Associate Professor of Marine Science and Biology Cory Krediet (right) and Wyatt Million photograph Caribbean coral in order to use computer software to measure its growth in the field. Photo credit Brandon Rose
Science is a little closer to restoring coral reef systems—paramount to ocean biodiversity and preventing coastal erosion—thanks to the findings of a four-year study jointly conducted by the University of Southern California and Eckerd College.
A paper titled “Evidence for adaptive morphological plasticity in the Caribbean coral, Acropora cervicornis” was recently published in the Proceedings of the National Academy of Sciences, according to Eckerd co-author Associate Professor of Marine Science and Biology Cory Krediet, Ph.D. It is the result of four years of fieldwork in the Florida Keys with the help of Mote Marine Laboratory.
Researchers planted 10 different genotypes across nine different reef environments to determine if certain corals would do better in certain reef conditions, Krediet explains.
“It’s like matching the landscaping with the climate and the type of soil. You want to match the coral to the environment,” he says.
Certain genotypes of Caribbean coral can grow well in differing conditions. Photo credit Erich Bartels
Once the corals were planted, Wyatt C. Million, Maria Ruggeri, Sibelle O’Donnell, Erich Bartels, Trinity Conn, Krediet and USC’s Gabilan Assistant Professor of Biological Sciences Carly Kenkel, Ph.D., monitored the growth, health and mortality of each coral species on each reef for three years.

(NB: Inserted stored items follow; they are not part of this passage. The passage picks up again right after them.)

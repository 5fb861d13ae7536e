//! tidescale.toml configuration parser.
//!
//! Every field defaults to the reference deployment's constants, so an empty
//! file is a valid configuration. [`TidescaleConfig::engine_config`] validates
//! the engine sections and freezes them into an immutable [`EngineConfig`].

use std::path::Path;
use std::time::Duration;

use serde::{Deserialize, Serialize};

use crate::error::ConfigError;
use crate::types::{BandFactors, ClusterTarget, LedgerKeys, Variant};

#[derive(Debug, Clone, Default, Serialize, Deserialize)]
#[serde(default)]
pub struct TidescaleConfig {
    pub engine: EngineSection,
    pub cluster: ClusterSection,
    pub coordinator: CoordinatorSection,
    pub placement: PlacementSection,
    pub kube: KubeSection,
    pub ledger: LedgerSection,
    pub status: StatusSection,
    pub capacity: CapacitySection,
}

#[derive(Debug, Clone, Serialize, Deserialize)]
#[serde(default)]
pub struct EngineSection {
    pub variant: Variant,
    /// Period between decision ticks.
    pub epoch: String,
    /// Wait between a scale-out and re-applying the bandwidth ceiling.
    pub settle_delay: String,
    pub initial_replicas: u32,
    pub step: u32,
    /// Per-node rate above which a reading is treated as corrupt (MB/s).
    pub sanity_ceiling: f64,
    pub basic: BasicSection,
    pub adaptive: AdaptiveSection,
}

impl Default for EngineSection {
    fn default() -> Self {
        Self {
            variant: Variant::Basic,
            epoch: "10s".to_string(),
            settle_delay: "8s".to_string(),
            initial_replicas: 4,
            step: 2,
            sanity_ceiling: 1000.0,
            basic: BasicSection::default(),
            adaptive: AdaptiveSection::default(),
        }
    }
}

#[derive(Debug, Clone, Serialize, Deserialize)]
#[serde(default)]
pub struct BasicSection {
    /// Fixed per-node ceiling (MB/s).
    pub bandwidth_limit: f64,
    pub up_bound: f64,
    pub low_bound: f64,
    pub check_scale_out_window: u32,
    pub check_balance_window: u32,
    pub history_len: usize,
}

impl Default for BasicSection {
    fn default() -> Self {
        Self {
            bandwidth_limit: 60.0,
            up_bound: 25.0,
            low_bound: 25.0,
            check_scale_out_window: 3,
            check_balance_window: 6,
            history_len: 3,
        }
    }
}

#[derive(Debug, Clone, Serialize, Deserialize)]
#[serde(default)]
pub struct AdaptiveSection {
    /// Starting per-node ceiling (MB/s).
    pub reserve_bw: f64,
    /// Smoothed demand at which the cluster scales out.
    pub reserve_bw_limit: f64,
    /// Hard cap for the per-node ceiling.
    pub scale_bw_limit: f64,
    pub low_bound: f64,
    pub check_balance_window: u32,
    pub up_history_len: usize,
    pub down_history_len: usize,
    /// Band used while active.
    pub narrow: BandFactors,
    /// Band used while cooling down after a scale-out.
    pub wide: BandFactors,
}

impl Default for AdaptiveSection {
    fn default() -> Self {
        Self {
            reserve_bw: 20.0,
            reserve_bw_limit: 30.0,
            scale_bw_limit: 120.0,
            low_bound: 30.0,
            check_balance_window: 3,
            up_history_len: 3,
            down_history_len: 5,
            narrow: BandFactors {
                up_factor: 3.0,
                up_check_factor: 2.0,
                down_check_factor: 3.5,
                down_factor: 1.5,
            },
            wide: BandFactors {
                up_factor: 4.0,
                up_check_factor: 3.5,
                down_check_factor: 6.0,
                down_factor: 1.5,
            },
        }
    }
}

#[derive(Debug, Clone, Serialize, Deserialize)]
#[serde(default)]
pub struct ClusterSection {
    pub namespace: String,
    pub name: String,
    pub selector_key: String,
    pub selector_value: String,
}

impl Default for ClusterSection {
    fn default() -> Self {
        Self {
            namespace: "default".to_string(),
            name: "tidb-cluster".to_string(),
            selector_key: "app.kubernetes.io/component".to_string(),
            selector_value: "tikv".to_string(),
        }
    }
}

#[derive(Debug, Clone, Serialize, Deserialize)]
#[serde(default)]
pub struct CoordinatorSection {
    /// `host:port` of the bandwidth coordinator.
    pub address: String,
    pub timeout: String,
}

impl Default for CoordinatorSection {
    fn default() -> Self {
        Self {
            address: "127.0.0.1:8888".to_string(),
            timeout: "5s".to_string(),
        }
    }
}

#[derive(Debug, Clone, Serialize, Deserialize)]
#[serde(default)]
pub struct PlacementSection {
    /// `host:port` of the placement driver.
    pub address: String,
    pub timeout: String,
}

impl Default for PlacementSection {
    fn default() -> Self {
        Self {
            address: "127.0.0.1:2379".to_string(),
            timeout: "5s".to_string(),
        }
    }
}

#[derive(Debug, Clone, Serialize, Deserialize)]
#[serde(default)]
pub struct KubeSection {
    /// `host:port` of the cluster API (typically a local API proxy).
    pub address: String,
    pub group: String,
    pub version: String,
    pub plural: String,
    /// JSON pointer to the replica count inside the cluster object.
    pub replicas_pointer: String,
    pub timeout: String,
}

impl Default for KubeSection {
    fn default() -> Self {
        Self {
            address: "127.0.0.1:8001".to_string(),
            group: "pingcap.com".to_string(),
            version: "v1alpha1".to_string(),
            plural: "tidbclusters".to_string(),
            replicas_pointer: "/spec/tikv/replicas".to_string(),
            timeout: "5s".to_string(),
        }
    }
}

#[derive(Debug, Clone, Serialize, Deserialize)]
#[serde(default)]
pub struct LedgerSection {
    pub path: String,
    /// Key prefix; defaults to `/storage/show/{variant}`.
    pub prefix: Option<String>,
}

impl Default for LedgerSection {
    fn default() -> Self {
        Self {
            path: "/var/lib/tidescale/ledger.redb".to_string(),
            prefix: None,
        }
    }
}

#[derive(Debug, Clone, Serialize, Deserialize)]
#[serde(default)]
pub struct StatusSection {
    pub enabled: bool,
    pub listen: String,
}

impl Default for StatusSection {
    fn default() -> Self {
        Self {
            enabled: true,
            listen: "0.0.0.0:9464".to_string(),
        }
    }
}

#[derive(Debug, Clone, Serialize, Deserialize)]
#[serde(default)]
pub struct CapacitySection {
    /// `host:port` of the Prometheus query API.
    pub prometheus: String,
    pub query: String,
    pub interval: String,
    pub timeout: String,
    pub capacity_per_store_gb: f64,
    pub warn_ratio: f64,
    pub growth_ratio: f64,
}

impl Default for CapacitySection {
    fn default() -> Self {
        Self {
            prometheus: "127.0.0.1:9090".to_string(),
            query: "sum(tikv_engine_size_bytes) by (instance)".to_string(),
            interval: "5s".to_string(),
            timeout: "5s".to_string(),
            capacity_per_store_gb: 10.0,
            warn_ratio: 0.8,
            growth_ratio: 0.25,
        }
    }
}

// ── Frozen engine configuration ────────────────────────────────────

/// Immutable thresholds handed to the engine at construction.
#[derive(Debug, Clone, PartialEq)]
pub struct EngineConfig {
    pub epoch: Duration,
    pub settle_delay: Duration,
    pub initial_replicas: u32,
    pub initial_ceiling: f64,
    pub step: u32,
    pub low_bound: f64,
    pub check_balance_window: u32,
    pub sanity_ceiling: f64,
    pub target: ClusterTarget,
    pub ledger_keys: LedgerKeys,
    pub policy: PolicyConfig,
}

impl EngineConfig {
    pub fn variant(&self) -> Variant {
        match self.policy {
            PolicyConfig::Basic(_) => Variant::Basic,
            PolicyConfig::Adaptive(_) => Variant::Adaptive,
        }
    }
}

/// Variant-specific thresholds.
#[derive(Debug, Clone, PartialEq)]
pub enum PolicyConfig {
    Basic(BasicPolicy),
    Adaptive(AdaptivePolicy),
}

#[derive(Debug, Clone, PartialEq)]
pub struct BasicPolicy {
    pub up_bound: f64,
    pub check_scale_out_window: u32,
    pub history_len: usize,
}

#[derive(Debug, Clone, PartialEq)]
pub struct AdaptivePolicy {
    pub reserve_bw_limit: f64,
    pub scale_bw_limit: f64,
    pub narrow: BandFactors,
    pub wide: BandFactors,
    pub up_history_len: usize,
    pub down_history_len: usize,
}

impl TidescaleConfig {
    pub fn from_file(path: &Path) -> anyhow::Result<Self> {
        let content = std::fs::read_to_string(path)?;
        let config: TidescaleConfig = toml::from_str(&content)?;
        Ok(config)
    }

    pub fn to_toml_string(&self) -> anyhow::Result<String> {
        Ok(toml::to_string_pretty(self)?)
    }

    /// Validate the engine sections and freeze them.
    pub fn engine_config(&self) -> Result<EngineConfig, ConfigError> {
        let engine = &self.engine;

        let epoch = duration_field("engine.epoch", &engine.epoch)?;
        if epoch.is_zero() {
            return Err(ConfigError::invalid("engine.epoch", "must be positive"));
        }
        let settle_delay = duration_field("engine.settle_delay", &engine.settle_delay)?;
        if engine.step == 0 {
            return Err(ConfigError::invalid("engine.step", "must be at least 1"));
        }
        positive("engine.sanity_ceiling", engine.sanity_ceiling)?;

        let target = ClusterTarget {
            namespace: self.cluster.namespace.clone(),
            cluster_name: self.cluster.name.clone(),
            selector_key: self.cluster.selector_key.clone(),
            selector_value: self.cluster.selector_value.clone(),
        };
        let ledger_keys = match &self.ledger.prefix {
            Some(prefix) => LedgerKeys::for_prefix(prefix),
            None => LedgerKeys::for_variant(engine.variant),
        };

        let (initial_ceiling, low_bound, check_balance_window, policy) = match engine.variant {
            Variant::Basic => {
                let basic = &engine.basic;
                positive("engine.basic.bandwidth_limit", basic.bandwidth_limit)?;
                non_negative("engine.basic.up_bound", basic.up_bound)?;
                non_negative("engine.basic.low_bound", basic.low_bound)?;
                nonzero("engine.basic.check_scale_out_window", basic.check_scale_out_window as usize)?;
                nonzero("engine.basic.history_len", basic.history_len)?;
                (
                    basic.bandwidth_limit,
                    basic.low_bound,
                    basic.check_balance_window,
                    PolicyConfig::Basic(BasicPolicy {
                        up_bound: basic.up_bound,
                        check_scale_out_window: basic.check_scale_out_window,
                        history_len: basic.history_len,
                    }),
                )
            }
            Variant::Adaptive => {
                let adaptive = &engine.adaptive;
                positive("engine.adaptive.reserve_bw", adaptive.reserve_bw)?;
                positive("engine.adaptive.reserve_bw_limit", adaptive.reserve_bw_limit)?;
                non_negative("engine.adaptive.low_bound", adaptive.low_bound)?;
                positive("engine.adaptive.scale_bw_limit", adaptive.scale_bw_limit)?;
                if adaptive.scale_bw_limit < adaptive.reserve_bw {
                    return Err(ConfigError::invalid(
                        "engine.adaptive.scale_bw_limit",
                        "must not be below reserve_bw",
                    ));
                }
                nonzero("engine.adaptive.up_history_len", adaptive.up_history_len)?;
                nonzero("engine.adaptive.down_history_len", adaptive.down_history_len)?;
                band("engine.adaptive.narrow", &adaptive.narrow)?;
                band("engine.adaptive.wide", &adaptive.wide)?;
                if adaptive.wide.up_check_factor < adaptive.narrow.up_check_factor
                    || adaptive.wide.down_check_factor < adaptive.narrow.down_check_factor
                {
                    return Err(ConfigError::invalid(
                        "engine.adaptive.wide",
                        "check factors must not be narrower than the narrow band",
                    ));
                }
                (
                    adaptive.reserve_bw,
                    adaptive.low_bound,
                    adaptive.check_balance_window,
                    PolicyConfig::Adaptive(AdaptivePolicy {
                        reserve_bw_limit: adaptive.reserve_bw_limit,
                        scale_bw_limit: adaptive.scale_bw_limit,
                        narrow: adaptive.narrow,
                        wide: adaptive.wide,
                        up_history_len: adaptive.up_history_len,
                        down_history_len: adaptive.down_history_len,
                    }),
                )
            }
        };

        Ok(EngineConfig {
            epoch,
            settle_delay,
            initial_replicas: engine.initial_replicas,
            initial_ceiling,
            step: engine.step,
            low_bound,
            check_balance_window,
            sanity_ceiling: engine.sanity_ceiling,
            target,
            ledger_keys,
            policy,
        })
    }
}

/// Parse a duration string like "5s", "500ms", "2m".
pub fn parse_duration(s: &str) -> Option<Duration> {
    let s = s.trim();
    if let Some(secs) = s.strip_suffix('s') {
        if let Some(ms) = secs.strip_suffix('m') {
            ms.parse::<u64>().ok().map(Duration::from_millis)
        } else {
            secs.parse::<u64>().ok().map(Duration::from_secs)
        }
    } else if let Some(mins) = s.strip_suffix('m') {
        mins.parse::<u64>()
            .ok()
            .and_then(|m| m.checked_mul(60))
            .map(Duration::from_secs)
    } else {
        s.parse::<u64>().ok().map(Duration::from_secs)
    }
}

/// Parse a duration field, naming it in the error.
pub fn duration_field(field: &'static str, value: &str) -> Result<Duration, ConfigError> {
    parse_duration(value).ok_or_else(|| ConfigError::Duration {
        field,
        value: value.to_string(),
    })
}

fn positive(field: &'static str, value: f64) -> Result<(), ConfigError> {
    if value.is_finite() && value > 0.0 {
        Ok(())
    } else {
        Err(ConfigError::invalid(field, format!("must be positive, got {value}")))
    }
}

fn non_negative(field: &'static str, value: f64) -> Result<(), ConfigError> {
    if value.is_finite() && value >= 0.0 {
        Ok(())
    } else {
        Err(ConfigError::invalid(field, format!("must not be negative, got {value}")))
    }
}

fn nonzero(field: &'static str, value: usize) -> Result<(), ConfigError> {
    if value == 0 {
        Err(ConfigError::invalid(field, "must be at least 1"))
    } else {
        Ok(())
    }
}

fn band(field: &'static str, factors: &BandFactors) -> Result<(), ConfigError> {
    for value in [
        factors.up_factor,
        factors.up_check_factor,
        factors.down_check_factor,
        factors.down_factor,
    ] {
        positive(field, value)?;
    }
    if factors.up_check_factor >= factors.down_check_factor {
        return Err(ConfigError::invalid(
            field,
            "up_check_factor must be below down_check_factor",
        ));
    }
    Ok(())
}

Science diver SCUBA teams took photographs in order to create 3D models of the planted corals to accurately measure their growth and hardiness over time. Krediet says Eckerd students assisted with the data collection and processing on the boat and in the lab at Mote for each trip.
Throughout the study, researchers discovered that the Caribbean coral Acropora cervicornis is phenotypically plastic—meaning that certain genotypes can grow well in differing conditions, including water temperatures and light concentrations. “Because of the plasticity observed,” Krediet notes, “future restoration projects may be able to target certain coral genotypes for outplanting at specific reef sites.”
Krediet says now that work on the National Oceanic and Atmospheric Administration grant project has concluded, he and his students will continue studying corals to identify bacteria that can act as probiotics to help improve the resilience of existing reefs. Work is already underway in his campus laboratory, and the next step will be to introduce the bacteria to corals in contained aquarium environments at the Mote Marine Laboratory in Summerland Key, Florida.
“We just applied for some funding that we will find out about early next semester,” Krediet says. “We’ve already identified some candidate microbes with our anemone system, and the next step will be to introduce those to some corals and record the interactions.”
Associate Professor Krediet inspects a coral sample.